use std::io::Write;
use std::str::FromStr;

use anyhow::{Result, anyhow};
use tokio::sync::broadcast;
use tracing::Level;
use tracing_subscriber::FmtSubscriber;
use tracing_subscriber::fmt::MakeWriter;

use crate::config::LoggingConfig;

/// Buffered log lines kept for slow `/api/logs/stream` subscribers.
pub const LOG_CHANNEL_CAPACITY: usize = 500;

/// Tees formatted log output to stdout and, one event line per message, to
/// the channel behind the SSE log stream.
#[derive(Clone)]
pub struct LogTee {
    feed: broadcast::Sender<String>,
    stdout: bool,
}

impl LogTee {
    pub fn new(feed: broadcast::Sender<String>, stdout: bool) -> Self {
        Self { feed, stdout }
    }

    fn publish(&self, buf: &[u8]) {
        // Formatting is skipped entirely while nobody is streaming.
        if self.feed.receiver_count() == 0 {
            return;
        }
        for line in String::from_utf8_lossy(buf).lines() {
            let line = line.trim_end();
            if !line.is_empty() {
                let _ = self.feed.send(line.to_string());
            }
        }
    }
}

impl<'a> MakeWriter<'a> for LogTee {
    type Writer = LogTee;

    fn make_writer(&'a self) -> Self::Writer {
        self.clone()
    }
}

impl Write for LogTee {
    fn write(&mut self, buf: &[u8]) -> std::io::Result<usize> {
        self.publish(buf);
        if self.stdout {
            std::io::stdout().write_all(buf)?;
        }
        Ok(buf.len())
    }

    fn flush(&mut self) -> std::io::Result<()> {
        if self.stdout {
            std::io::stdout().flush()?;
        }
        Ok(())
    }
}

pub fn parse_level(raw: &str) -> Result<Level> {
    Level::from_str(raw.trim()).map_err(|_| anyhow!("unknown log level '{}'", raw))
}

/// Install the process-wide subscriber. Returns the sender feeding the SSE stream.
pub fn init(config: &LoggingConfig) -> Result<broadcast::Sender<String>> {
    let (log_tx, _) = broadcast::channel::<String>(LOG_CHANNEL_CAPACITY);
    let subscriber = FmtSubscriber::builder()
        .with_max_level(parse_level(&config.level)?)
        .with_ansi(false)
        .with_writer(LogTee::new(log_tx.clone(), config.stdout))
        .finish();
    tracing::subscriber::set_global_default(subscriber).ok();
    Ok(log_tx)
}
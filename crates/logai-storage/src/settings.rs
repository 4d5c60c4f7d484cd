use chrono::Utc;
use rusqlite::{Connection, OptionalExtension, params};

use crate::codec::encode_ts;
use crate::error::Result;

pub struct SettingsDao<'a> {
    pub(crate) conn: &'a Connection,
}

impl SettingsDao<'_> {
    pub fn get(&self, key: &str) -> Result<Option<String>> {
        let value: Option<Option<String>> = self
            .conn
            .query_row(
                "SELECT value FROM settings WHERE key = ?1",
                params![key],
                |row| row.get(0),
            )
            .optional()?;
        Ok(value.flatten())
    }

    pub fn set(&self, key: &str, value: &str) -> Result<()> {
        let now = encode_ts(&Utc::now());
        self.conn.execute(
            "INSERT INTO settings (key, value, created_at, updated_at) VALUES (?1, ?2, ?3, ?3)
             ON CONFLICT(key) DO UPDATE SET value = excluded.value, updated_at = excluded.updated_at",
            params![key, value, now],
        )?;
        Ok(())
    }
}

___

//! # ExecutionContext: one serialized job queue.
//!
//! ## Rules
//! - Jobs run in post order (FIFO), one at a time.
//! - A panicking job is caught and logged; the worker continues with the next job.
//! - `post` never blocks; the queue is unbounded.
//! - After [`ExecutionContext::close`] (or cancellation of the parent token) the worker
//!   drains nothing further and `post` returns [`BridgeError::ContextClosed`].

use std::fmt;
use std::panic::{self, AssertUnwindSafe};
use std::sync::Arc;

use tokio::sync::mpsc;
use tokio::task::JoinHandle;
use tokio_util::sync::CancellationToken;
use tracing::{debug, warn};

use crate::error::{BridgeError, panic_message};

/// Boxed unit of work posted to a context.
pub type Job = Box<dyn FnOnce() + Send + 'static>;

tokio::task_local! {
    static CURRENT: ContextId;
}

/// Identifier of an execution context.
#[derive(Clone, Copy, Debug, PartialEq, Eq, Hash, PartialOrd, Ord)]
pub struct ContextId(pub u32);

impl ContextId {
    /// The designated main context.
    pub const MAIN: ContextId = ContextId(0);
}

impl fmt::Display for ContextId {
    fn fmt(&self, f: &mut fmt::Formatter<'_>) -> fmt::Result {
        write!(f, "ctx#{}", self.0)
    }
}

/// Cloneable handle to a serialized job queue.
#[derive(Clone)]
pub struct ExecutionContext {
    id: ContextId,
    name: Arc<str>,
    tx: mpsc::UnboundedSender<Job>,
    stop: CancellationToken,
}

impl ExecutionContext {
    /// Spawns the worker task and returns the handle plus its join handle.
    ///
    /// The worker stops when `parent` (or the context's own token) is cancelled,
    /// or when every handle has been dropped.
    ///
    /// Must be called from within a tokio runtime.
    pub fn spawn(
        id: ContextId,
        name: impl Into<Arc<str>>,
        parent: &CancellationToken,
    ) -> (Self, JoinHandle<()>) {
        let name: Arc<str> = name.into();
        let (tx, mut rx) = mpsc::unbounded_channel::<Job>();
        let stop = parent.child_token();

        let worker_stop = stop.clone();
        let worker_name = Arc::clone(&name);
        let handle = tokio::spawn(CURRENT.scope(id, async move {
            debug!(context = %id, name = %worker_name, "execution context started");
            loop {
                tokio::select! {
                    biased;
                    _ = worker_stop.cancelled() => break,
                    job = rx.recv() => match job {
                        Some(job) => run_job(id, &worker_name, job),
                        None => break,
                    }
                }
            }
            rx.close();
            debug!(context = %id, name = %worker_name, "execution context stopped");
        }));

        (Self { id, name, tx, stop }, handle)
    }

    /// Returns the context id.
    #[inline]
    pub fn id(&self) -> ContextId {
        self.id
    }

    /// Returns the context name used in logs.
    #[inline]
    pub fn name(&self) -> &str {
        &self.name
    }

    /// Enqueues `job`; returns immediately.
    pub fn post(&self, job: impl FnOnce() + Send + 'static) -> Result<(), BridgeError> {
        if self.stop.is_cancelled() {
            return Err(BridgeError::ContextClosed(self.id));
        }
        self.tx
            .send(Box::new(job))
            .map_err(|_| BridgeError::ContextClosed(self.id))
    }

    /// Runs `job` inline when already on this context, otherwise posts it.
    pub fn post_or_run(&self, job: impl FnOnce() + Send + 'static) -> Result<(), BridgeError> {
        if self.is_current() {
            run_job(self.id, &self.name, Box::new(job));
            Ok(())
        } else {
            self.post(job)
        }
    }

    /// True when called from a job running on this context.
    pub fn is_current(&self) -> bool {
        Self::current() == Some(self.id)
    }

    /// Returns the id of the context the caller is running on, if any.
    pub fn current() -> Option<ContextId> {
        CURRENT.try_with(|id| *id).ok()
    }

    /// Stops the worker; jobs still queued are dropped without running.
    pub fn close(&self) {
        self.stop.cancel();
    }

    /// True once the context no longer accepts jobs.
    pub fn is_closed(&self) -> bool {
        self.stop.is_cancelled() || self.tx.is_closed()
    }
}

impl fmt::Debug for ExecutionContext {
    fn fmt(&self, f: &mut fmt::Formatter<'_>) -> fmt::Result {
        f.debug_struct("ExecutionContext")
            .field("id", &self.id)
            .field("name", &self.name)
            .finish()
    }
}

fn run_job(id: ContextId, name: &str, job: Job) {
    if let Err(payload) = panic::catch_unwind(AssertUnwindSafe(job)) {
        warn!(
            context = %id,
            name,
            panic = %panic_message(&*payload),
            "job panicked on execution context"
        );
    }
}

___

**Aim of the exercise**
Retype exactly the lines above, from the one with "pub fn is_closed(&self)" through the one with "fn run_job(id: ContextId, name: &str, job: Job)", inclusive.

**Written solution**
    pub fn is_closed(&self) -> bool {
        self.stop.is_cancelled() || self.tx.is_closed()
    }
}

impl fmt::Debug for ExecutionContext {
    fn fmt(&self, f: &mut fmt::Formatter<'_>) -> fmt::Result {
        f.debug_struct("ExecutionContext")
            .field("id", &self.id)
            .field("name", &self.name)
            .finish()
    }
}

fn run_job(id: ContextId, name: &str, job: Job) {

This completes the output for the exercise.